The measure was introduced to protect renters who through no fault of their own face eviction when their home is foreclosed upon due to the owner defaulting on payments. In the first three months of its existence, the measure aided 90 families who would otherwise have been forced to vacate the properties.
In an unprecedented move, renters, Occupy Merced activists and other concerned citizens launched a referendum campaign to garner signatures from 10% of those eligible to vote in the last city election. Their purpose was to force the City Council to reconsider and modify its decision or to force the matter into a public election through the referendum process.
The race was on to get 2,949 signatures within 30 days. Nearly 4,000 signatures were acquired and turned in on July 5 of this year. But that was not the end. The City Council met in a special session just to go forward and give the news about the validation of the signatures on the petitions.
The county recorder agreed with the statewide tenants rights group, Tenants Together, to validate the first 500 signatures and if there were not enough to qualify it for referendum, Tenants Together would be allowed to watch the remainder of the validation and double check the results. In mid-August, the president of Tenants Together was called and informed that the 500 would be the only count and that the petition did not qualify. No validating the remaining signatures. That’s it.
The four members of the Merced City Council who voted for the repeal (Tony Dorsetti, Mike Murphy, Mayor Stan Thurston and Josh Pedrozo) caved to the people who financed their campaigns. Sound familiar? Yes, it’s being done all over this country, and it can happen anytime, anywhere.
The petitioners are not through yet; they are just figuring out the next step. Be wary and watchful everyone. These concerned citizens thought they were doing something good for a city that has been bought up by large investors and banks during this foreclosure crisis and has a 60% renter community.
Well there is a moral to this story. You will not be a qualified voter if you have moved and still vote at your old polling place. You will not be a qualified voter if they cannot read your name. You will not be a qualified voter if you have changed your signature. And you will not be a qualified voter if they spelled your name wrong in their database. In other words, they can disqualify you from any petition or not count your vote any time they want.

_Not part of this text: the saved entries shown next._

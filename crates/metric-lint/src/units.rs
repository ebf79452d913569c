//! Unit table and unit detection
//!
//! The table is an ordered list of `(unit, base)` pairs plus magnitude
//! prefixes and discouraged abbreviations. Detection walks units in table
//! order, then prefixes in table order (the bare unit last), then name
//! segments left to right, and returns the first exact segment match.
//!
//! The first match wins. A name that matches several unit/prefix
//! combinations reports whichever combination the walk reaches first, not the
//! most specific one.

use crate::error::{LintError, Result};
use serde::{Deserialize, Serialize};
use tracing::trace;

/// One row of the unit table
#[derive(Debug, Clone, PartialEq, Eq, Serialize, Deserialize)]
pub struct UnitEntry {
    /// Unit word as it appears in a metric name (e.g. `hours`)
    pub unit: String,
    /// Base unit of the same dimension (e.g. `seconds`)
    pub base: String,
}

impl UnitEntry {
    fn new(unit: &str, base: &str) -> Self {
        Self {
            unit: unit.to_string(),
            base: base.to_string(),
        }
    }
}

/// A unit found in a metric name
#[derive(Debug, Clone, PartialEq, Eq)]
pub struct UnitMatch<'a> {
    /// The matched segment, prefix included (e.g. `milliseconds`)
    pub unit: String,
    /// Base unit for the matched unit's dimension
    pub base: &'a str,
}

impl UnitMatch<'_> {
    /// Whether the match already names the base unit
    pub fn is_base(&self) -> bool {
        self.unit == self.base
    }
}

/// Read-only unit, prefix and abbreviation table
#[derive(Debug, Clone, PartialEq, Eq, Serialize, Deserialize)]
pub struct UnitTable {
    pub units: Vec<UnitEntry>,
    pub prefixes: Vec<String>,
    pub abbreviations: Vec<String>,
}

const DEFAULT_UNITS: &[(&str, &str)] = &[
    // Base units
    ("amperes", "amperes"),
    ("bytes", "bytes"),
    ("celsius", "celsius"),
    ("grams", "grams"),
    ("joules", "joules"),
    ("kelvin", "kelvin"),
    ("meters", "meters"),
    ("metres", "metres"),
    ("seconds", "seconds"),
    ("volts", "volts"),
    // Time
    ("minutes", "seconds"),
    ("hours", "seconds"),
    ("days", "seconds"),
    ("weeks", "seconds"),
    // Temperature
    ("kelvins", "kelvin"),
    ("fahrenheit", "celsius"),
    ("rankine", "celsius"),
    // Length
    ("inches", "meters"),
    ("yards", "meters"),
    ("miles", "meters"),
    // Information
    ("bits", "bytes"),
    // Energy
    ("calories", "joules"),
    // Mass
    ("pounds", "grams"),
    ("ounces", "grams"),
];

const DEFAULT_PREFIXES: &[&str] = &[
    "pico", "nano", "micro", "milli", "centi", "deci", "deca", "hecto", "kilo", "kibi", "mega",
    "mibi", "giga", "gibi", "tera", "tebi", "peta", "pebi",
];

const DEFAULT_ABBREVIATIONS: &[&str] = &[
    "s", "ms", "us", "ns", "sec", "b", "kb", "mb", "gb", "tb", "pb", "m", "h", "d",
];

impl Default for UnitTable {
    fn default() -> Self {
        Self {
            units: DEFAULT_UNITS
                .iter()
                .map(|(unit, base)| UnitEntry::new(unit, base))
                .collect(),
            prefixes: DEFAULT_PREFIXES.iter().map(ToString::to_string).collect(),
            abbreviations: DEFAULT_ABBREVIATIONS
                .iter()
                .map(ToString::to_string)
                .collect(),
        }
    }
}

impl UnitTable {
    /// Check that no word in the table is empty.
    ///
    /// An empty unit or prefix would make every bare prefix or unit match,
    /// and an empty abbreviation would match `__`.
    pub fn validate(&self) -> Result<()> {
        if let Some(entry) = self
            .units
            .iter()
            .find(|e| e.unit.is_empty() || e.base.is_empty())
        {
            return Err(LintError::InvalidTable(format!(
                "empty unit or base in entry {:?} -> {:?}",
                entry.unit, entry.base
            )));
        }
        if self.prefixes.iter().any(String::is_empty) {
            return Err(LintError::InvalidTable("empty unit prefix".to_string()));
        }
        if self.abbreviations.iter().any(String::is_empty) {
            return Err(LintError::InvalidTable("empty abbreviation".to_string()));
        }
        Ok(())
    }

    /// Find the first unit in `fq_name`, in table search order.
    ///
    /// For each unit, every prefix is tried before the bare unit. This is
    /// deliberate: `latency_seconds_milliseconds` reports `milliseconds`
    /// even though the base `seconds` segment comes first.
    pub fn detect(&self, fq_name: &str) -> Option<UnitMatch<'_>> {
        let segments: Vec<&str> = fq_name.split('_').collect();
        let prefixes: Vec<&str> = self
            .prefixes
            .iter()
            .map(String::as_str)
            .chain(std::iter::once(""))
            .collect();

        for entry in &self.units {
            for prefix in &prefixes {
                let candidate = format!("{prefix}{}", entry.unit);
                if segments.contains(&candidate.as_str()) {
                    trace!(metric = fq_name, unit = %candidate, base = %entry.base, "unit matched");
                    return Some(UnitMatch {
                        unit: candidate,
                        base: &entry.base,
                    });
                }
            }
        }
        None
    }

    /// Whether `token` is a discouraged abbreviation
    pub fn is_abbreviation(&self, token: &str) -> bool {
        self.abbreviations.iter().any(|a| a == token)
    }
}
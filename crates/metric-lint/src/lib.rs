//! Metric Definition Linter
//!
//! Checks counter, gauge, histogram and summary definitions against a house
//! style before they are registered:
//! - Help text present
//! - Base units (`seconds`, not `hours` or `milliseconds`)
//! - Kind-specific suffixes (`_total`, `_bucket`, `_count`, `_sum`)
//! - Reserved labels (`le`, `quantile`)
//! - snake_case names and label names, no `:`, no abbreviated units
//! - Names that do not repeat their own kind
//!
//! Findings are data, not errors: every call returns a [`LintResult`].
//!
//! ```
//! use metric_lint::{MetricOpts, lint_counter};
//!
//! let result = lint_counter(&MetricOpts::new("lint_test_suffix", "x"));
//! assert_eq!(
//!     result.render(),
//!     "lint_test_suffix:counter metrics should have \"_total\" suffix"
//! );
//! ```

pub mod config;
pub mod descriptor;
pub mod dispatch;
pub mod error;
pub mod fq_name;
pub mod issue;
pub mod linter;
pub mod reporter;
pub mod result;
pub mod rules;
pub mod units;

pub use config::{ConfigLoader, LintConfig};
pub use descriptor::{MetricDescriptor, MetricKind, MetricOpts};
pub use dispatch::Check;
pub use error::{LintError, Result};
pub use fq_name::build_fq_name;
pub use issue::LintIssue;
pub use linter::{
    Linter, lint_counter, lint_counter_vector, lint_gauge, lint_gauge_vector, lint_histogram,
    lint_histogram_vector, lint_summary, lint_summary_vector,
};
pub use reporter::{LintReport, LintSummary, Reporter};
pub use result::LintResult;
pub use units::{UnitEntry, UnitMatch, UnitTable};
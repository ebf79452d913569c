//! Tests for unit detection

use metric_lint::{LintError, UnitEntry, UnitTable};

#[test]
fn test_base_unit_detected_as_base() {
    let table = UnitTable::default();
    let found = table.detect("request_seconds_total").unwrap();
    assert_eq!(found.unit, "seconds");
    assert_eq!(found.base, "seconds");
    assert!(found.is_base());
}

#[test]
fn test_derived_unit_maps_to_base() {
    let table = UnitTable::default();
    let found = table.detect("request_hours_total").unwrap();
    assert_eq!(found.unit, "hours");
    assert_eq!(found.base, "seconds");
    assert!(!found.is_base());
}

#[test]
fn test_prefixed_base_unit_is_not_base() {
    let table = UnitTable::default();
    let found = table.detect("request_milliseconds").unwrap();
    assert_eq!(found.unit, "milliseconds");
    assert_eq!(found.base, "seconds");
    assert!(!found.is_base());
}

#[test]
fn test_no_unit() {
    let table = UnitTable::default();
    assert!(table.detect("queue_depth").is_none());
    assert!(table.detect("").is_none());
}

#[test]
fn test_segment_must_match_exactly() {
    let table = UnitTable::default();
    assert!(table.detect("kilo_requests").is_none());
    assert!(table.detect("secondsish_total").is_none());
    assert!(table.detect("hoursecond").is_none());
}

#[test]
fn test_first_match_follows_table_order_not_position() {
    let table = UnitTable::default();
    // `bytes` precedes `bits` in the table, so the later segment wins
    let found = table.detect("disk_bits_bytes").unwrap();
    assert_eq!(found.unit, "bytes");

    // prefixed forms are tried before the bare unit
    let found = table.detect("latency_seconds_milliseconds").unwrap();
    assert_eq!(found.unit, "milliseconds");
}

#[test]
fn test_bare_unit_tried_after_every_prefix() {
    let table = UnitTable::default();
    let found = table.detect("request_seconds_microseconds").unwrap();
    assert_eq!(found.unit, "microseconds");
    assert_eq!(found.base, "seconds");
    assert!(!found.is_base());

    // without prefixes the bare unit is the only candidate
    let table = UnitTable {
        prefixes: Vec::new(),
        ..UnitTable::default()
    };
    let found = table.detect("request_seconds_microseconds").unwrap();
    assert_eq!(found.unit, "seconds");
    assert!(found.is_base());
}

#[test]
fn test_abbreviations() {
    let table = UnitTable::default();
    assert!(table.is_abbreviation("ms"));
    assert!(table.is_abbreviation("kb"));
    assert!(!table.is_abbreviation("requests"));
}

#[test]
fn test_default_table_is_valid() {
    assert!(UnitTable::default().validate().is_ok());
}

#[test]
fn test_empty_words_rejected() {
    let mut table = UnitTable::default();
    table.units.push(UnitEntry {
        unit: String::new(),
        base: "seconds".to_string(),
    });
    assert!(matches!(table.validate(), Err(LintError::InvalidTable(_))));

    let mut table = UnitTable::default();
    table.prefixes.push(String::new());
    assert!(matches!(table.validate(), Err(LintError::InvalidTable(_))));

    let mut table = UnitTable::default();
    table.abbreviations.push(String::new());
    assert!(matches!(table.validate(), Err(LintError::InvalidTable(_))));
}
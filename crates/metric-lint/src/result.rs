//! Lint result of a single metric definition

use crate::issue::LintIssue;
use serde::Serialize;
use std::fmt;

/// Issues found on one metric, keyed by its fully-qualified name
///
/// Issues keep the order the checks ran in. Identical issues raised by
/// different label sets are kept, not merged.
#[derive(Debug, Clone, PartialEq, Eq, Serialize)]
pub struct LintResult {
    /// Fully-qualified metric name
    pub metric_name: String,
    /// Issues in evaluation order
    pub issues: Vec<LintIssue>,
}

impl LintResult {
    pub fn new(metric_name: impl Into<String>) -> Self {
        Self {
            metric_name: metric_name.into(),
            issues: Vec::new(),
        }
    }

    /// True when no check fired
    pub fn is_clean(&self) -> bool {
        self.issues.is_empty()
    }

    /// Issue messages in order
    pub fn messages(&self) -> Vec<String> {
        self.issues.iter().map(LintIssue::message).collect()
    }

    /// Whether any issue carries `rule_id`
    pub fn has_rule(&self, rule_id: &str) -> bool {
        self.issues.iter().any(|issue| issue.rule_id() == rule_id)
    }

    /// `<metric_name>:<issue>,<issue>,...`
    ///
    /// A clean result renders as the name followed by a bare colon.
    pub fn render(&self) -> String {
        format!("{}:{}", self.metric_name, self.messages().join(","))
    }
}

impl fmt::Display for LintResult {
    fn fmt(&self, f: &mut fmt::Formatter<'_>) -> fmt::Result {
        f.write_str(&self.render())
    }
}
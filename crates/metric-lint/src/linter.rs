//! Lint entry points
//!
//! [`Linter`] owns a shared, read-only [`UnitTable`] and runs the kind
//! dispatch tables over a metric definition. It holds no other state, so one
//! instance can serve any number of threads.
//!
//! The free functions (`lint_counter`, `lint_gauge_vector`, ...) use a
//! process-wide linter built from the default unit table.

use crate::descriptor::{MetricDescriptor, MetricKind, MetricOpts};
use crate::dispatch::{self, Subject};
use crate::error::Result;
use crate::result::LintResult;
use crate::units::UnitTable;
use std::sync::{Arc, LazyLock};
use tracing::debug;

static DEFAULT_LINTER: LazyLock<Linter> = LazyLock::new(Linter::default);

/// Rule engine for metric definitions
#[derive(Debug, Clone)]
pub struct Linter {
    table: Arc<UnitTable>,
}

impl Default for Linter {
    fn default() -> Self {
        Self::new(Arc::new(UnitTable::default()))
    }
}

impl Linter {
    /// Create a linter over a shared unit table
    pub fn new(table: Arc<UnitTable>) -> Self {
        Self { table }
    }

    /// The process-wide linter used by the free functions
    pub fn shared() -> &'static Self {
        &DEFAULT_LINTER
    }

    pub fn table(&self) -> &UnitTable {
        &self.table
    }

    /// Lint a descriptor, failing on a kind without a rule table
    pub fn try_lint(&self, descriptor: &MetricDescriptor) -> Result<LintResult> {
        self.run(descriptor.kind, &descriptor.opts, None)
    }

    /// Lint a vector descriptor and its dynamic label names
    pub fn try_lint_vector<S: AsRef<str>>(
        &self,
        descriptor: &MetricDescriptor,
        label_names: &[S],
    ) -> Result<LintResult> {
        let labels: Vec<&str> = label_names.iter().map(AsRef::as_ref).collect();
        self.run(descriptor.kind, &descriptor.opts, Some(&labels))
    }

    /// Lint a descriptor.
    ///
    /// # Panics
    ///
    /// Panics if the descriptor's kind is [`MetricKind::Untyped`]. Only the
    /// four instrument kinds can be linted; anything else is a caller bug.
    pub fn lint(&self, descriptor: &MetricDescriptor) -> LintResult {
        self.try_lint(descriptor)
            .unwrap_or_else(|err| panic!("{err}"))
    }

    /// Lint a vector descriptor.
    ///
    /// # Panics
    ///
    /// Panics on [`MetricKind::Untyped`], like [`Linter::lint`].
    pub fn lint_vector<S: AsRef<str>>(
        &self,
        descriptor: &MetricDescriptor,
        label_names: &[S],
    ) -> LintResult {
        self.try_lint_vector(descriptor, label_names)
            .unwrap_or_else(|err| panic!("{err}"))
    }

    pub fn lint_counter(&self, opts: &MetricOpts) -> LintResult {
        self.lint_supported(MetricKind::Counter, opts, None)
    }

    pub fn lint_counter_vector<S: AsRef<str>>(
        &self,
        opts: &MetricOpts,
        label_names: &[S],
    ) -> LintResult {
        self.lint_supported_vector(MetricKind::Counter, opts, label_names)
    }

    pub fn lint_gauge(&self, opts: &MetricOpts) -> LintResult {
        self.lint_supported(MetricKind::Gauge, opts, None)
    }

    pub fn lint_gauge_vector<S: AsRef<str>>(
        &self,
        opts: &MetricOpts,
        label_names: &[S],
    ) -> LintResult {
        self.lint_supported_vector(MetricKind::Gauge, opts, label_names)
    }

    pub fn lint_histogram(&self, opts: &MetricOpts) -> LintResult {
        self.lint_supported(MetricKind::Histogram, opts, None)
    }

    pub fn lint_histogram_vector<S: AsRef<str>>(
        &self,
        opts: &MetricOpts,
        label_names: &[S],
    ) -> LintResult {
        self.lint_supported_vector(MetricKind::Histogram, opts, label_names)
    }

    pub fn lint_summary(&self, opts: &MetricOpts) -> LintResult {
        self.lint_supported(MetricKind::Summary, opts, None)
    }

    pub fn lint_summary_vector<S: AsRef<str>>(
        &self,
        opts: &MetricOpts,
        label_names: &[S],
    ) -> LintResult {
        self.lint_supported_vector(MetricKind::Summary, opts, label_names)
    }

    fn lint_supported_vector<S: AsRef<str>>(
        &self,
        kind: MetricKind,
        opts: &MetricOpts,
        label_names: &[S],
    ) -> LintResult {
        let labels: Vec<&str> = label_names.iter().map(AsRef::as_ref).collect();
        self.lint_supported(kind, opts, Some(&labels))
    }

    fn lint_supported(
        &self,
        kind: MetricKind,
        opts: &MetricOpts,
        labels: Option<&[&str]>,
    ) -> LintResult {
        self.run(kind, opts, labels)
            .unwrap_or_else(|err| panic!("{err}"))
    }

    /// Descriptor checks first, then the dynamic-label checks for vectors
    fn run(
        &self,
        kind: MetricKind,
        opts: &MetricOpts,
        label_names: Option<&[&str]>,
    ) -> Result<LintResult> {
        let checks = dispatch::checks_for(kind)?;
        let label_checks = match label_names {
            Some(_) => dispatch::label_checks_for(kind)?,
            None => &[],
        };

        let fq_name = opts.fq_name();
        let mut result = LintResult::new(fq_name.as_str());

        let subject = Subject {
            kind,
            fq_name: &fq_name,
            help: &opts.help,
            labels: opts.const_labels.keys().map(String::as_str).collect(),
        };
        for check in checks {
            check.evaluate(&subject, &self.table, &mut result.issues);
        }

        if let Some(label_names) = label_names {
            let subject = Subject {
                labels: label_names.to_vec(),
                ..subject
            };
            for check in label_checks {
                check.evaluate(&subject, &self.table, &mut result.issues);
            }
        }

        debug!(
            metric = %result.metric_name,
            kind = %kind,
            issues = result.issues.len(),
            "metric definition linted"
        );
        Ok(result)
    }
}

/// Lint counter options with the shared linter
pub fn lint_counter(opts: &MetricOpts) -> LintResult {
    Linter::shared().lint_counter(opts)
}

/// Lint counter vector options and their label names with the shared linter
pub fn lint_counter_vector<S: AsRef<str>>(opts: &MetricOpts, label_names: &[S]) -> LintResult {
    Linter::shared().lint_counter_vector(opts, label_names)
}

/// Lint gauge options with the shared linter
pub fn lint_gauge(opts: &MetricOpts) -> LintResult {
    Linter::shared().lint_gauge(opts)
}

/// Lint gauge vector options and their label names with the shared linter
pub fn lint_gauge_vector<S: AsRef<str>>(opts: &MetricOpts, label_names: &[S]) -> LintResult {
    Linter::shared().lint_gauge_vector(opts, label_names)
}

/// Lint histogram options with the shared linter
pub fn lint_histogram(opts: &MetricOpts) -> LintResult {
    Linter::shared().lint_histogram(opts)
}

/// Lint histogram vector options and their label names with the shared linter
pub fn lint_histogram_vector<S: AsRef<str>>(opts: &MetricOpts, label_names: &[S]) -> LintResult {
    Linter::shared().lint_histogram_vector(opts, label_names)
}

/// Lint summary options with the shared linter
pub fn lint_summary(opts: &MetricOpts) -> LintResult {
    Linter::shared().lint_summary(opts)
}

/// Lint summary vector options and their label names with the shared linter
pub fn lint_summary_vector<S: AsRef<str>>(opts: &MetricOpts, label_names: &[S]) -> LintResult {
    Linter::shared().lint_summary_vector(opts, label_names)
}
//! Metric definition data
//!
//! The engine only ever borrows these values. They mirror the option structs a
//! metrics client takes when an instrument is defined.

use crate::error::LintError;
use serde::{Deserialize, Serialize};
use std::collections::BTreeMap;
use std::fmt;
use std::str::FromStr;

/// Kind of metric instrument
#[derive(Debug, Clone, Copy, PartialEq, Eq, Hash, Serialize, Deserialize)]
#[serde(rename_all = "lowercase")]
pub enum MetricKind {
    /// Monotonic counter
    Counter,
    /// Value that can go up and down
    Gauge,
    /// Bucketed distribution
    Histogram,
    /// Quantile distribution
    Summary,
    /// Kind unknown. Present in the model, never a lint target.
    Untyped,
}

impl MetricKind {
    /// Kinds that have a lint rule table
    pub const SUPPORTED: [Self; 4] = [Self::Counter, Self::Gauge, Self::Histogram, Self::Summary];

    /// Lowercase kind word, as it would appear inside a metric name
    pub fn as_str(&self) -> &'static str {
        match self {
            Self::Counter => "counter",
            Self::Gauge => "gauge",
            Self::Histogram => "histogram",
            Self::Summary => "summary",
            Self::Untyped => "untyped",
        }
    }
}

impl fmt::Display for MetricKind {
    fn fmt(&self, f: &mut fmt::Formatter<'_>) -> fmt::Result {
        f.write_str(self.as_str())
    }
}

impl FromStr for MetricKind {
    type Err = LintError;

    fn from_str(s: &str) -> Result<Self, Self::Err> {
        match s.to_ascii_lowercase().as_str() {
            "counter" => Ok(Self::Counter),
            "gauge" => Ok(Self::Gauge),
            "histogram" => Ok(Self::Histogram),
            "summary" => Ok(Self::Summary),
            "untyped" => Ok(Self::Untyped),
            _ => Err(LintError::UnknownKind(s.to_string())),
        }
    }
}

/// Options shared by every metric kind
///
/// Constant labels are kept in a `BTreeMap` so that label checks always visit
/// them in the same order.
#[derive(Debug, Clone, Default, PartialEq, Eq, Serialize, Deserialize)]
pub struct MetricOpts {
    /// Namespace, first component of the fully-qualified name
    #[serde(default)]
    pub namespace: String,
    /// Subsystem, second component of the fully-qualified name
    #[serde(default)]
    pub subsystem: String,
    /// Metric name, last component of the fully-qualified name
    pub name: String,
    /// Help text
    #[serde(default)]
    pub help: String,
    /// Labels with values fixed at definition time
    #[serde(default)]
    pub const_labels: BTreeMap<String, String>,
}

impl MetricOpts {
    /// Create options with a name and help text
    pub fn new(name: impl Into<String>, help: impl Into<String>) -> Self {
        Self {
            name: name.into(),
            help: help.into(),
            ..Self::default()
        }
    }

    /// Set the namespace
    pub fn with_namespace(mut self, namespace: impl Into<String>) -> Self {
        self.namespace = namespace.into();
        self
    }

    /// Set the subsystem
    pub fn with_subsystem(mut self, subsystem: impl Into<String>) -> Self {
        self.subsystem = subsystem.into();
        self
    }

    /// Add a constant label; a repeated key replaces the earlier value
    pub fn with_const_label(mut self, name: impl Into<String>, value: impl Into<String>) -> Self {
        self.const_labels.insert(name.into(), value.into());
        self
    }

    /// Fully-qualified name for these options
    pub fn fq_name(&self) -> String {
        crate::fq_name::build_fq_name(&self.namespace, &self.subsystem, &self.name)
    }
}

/// A metric definition: options plus the kind being defined
///
/// ```
/// use metric_lint::{MetricDescriptor, MetricKind, MetricOpts};
///
/// let descriptor = MetricDescriptor::histogram(MetricOpts::new("latency_seconds", "x"));
/// assert_eq!(descriptor.kind, MetricKind::Histogram);
/// assert_eq!(descriptor.opts.fq_name(), "latency_seconds");
/// ```
#[derive(Debug, Clone, PartialEq, Eq, Serialize, Deserialize)]
pub struct MetricDescriptor {
    /// Kind selecting the rule table
    pub kind: MetricKind,
    /// Naming and help options, flattened next to `kind` when serialized
    #[serde(flatten)]
    pub opts: MetricOpts,
}

impl MetricDescriptor {
    /// Descriptor of any kind, `Untyped` included
    pub fn new(kind: MetricKind, opts: MetricOpts) -> Self {
        Self { kind, opts }
    }

    /// Counter descriptor
    pub fn counter(opts: MetricOpts) -> Self {
        Self::new(MetricKind::Counter, opts)
    }

    /// Gauge descriptor
    pub fn gauge(opts: MetricOpts) -> Self {
        Self::new(MetricKind::Gauge, opts)
    }

    /// Histogram descriptor
    pub fn histogram(opts: MetricOpts) -> Self {
        Self::new(MetricKind::Histogram, opts)
    }

    /// Summary descriptor
    pub fn summary(opts: MetricOpts) -> Self {
        Self::new(MetricKind::Summary, opts)
    }
}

What will happen next? Well, most of Occupy Merced is still in the struggle, waiting to find out if the count for the sample is correct. A tenants association will also be forming for Merced, joining Tenants Together as a local chapter. That decision was made on Aug. 7, and the fight for justice for those who are afraid to stand alone, or are not sure of the road to pursue, will continue. But to be the most effective, additional voices are needed. Numbers are the most effective way to fight dirty politics. Why do you think the government is so scared of the Occupy movement?
Merced’s concerned citizens have not been in this fight alone. The support of some special nonprofit groups such as Central California Journey for Justice and the Merced Organizing Project has been critical. Thank you. And thank you to the three Merced City Council members who never wavered in their decision: Mayor Pro Tem Noah Lor, Mary-Michal Rawling and Bill Blake.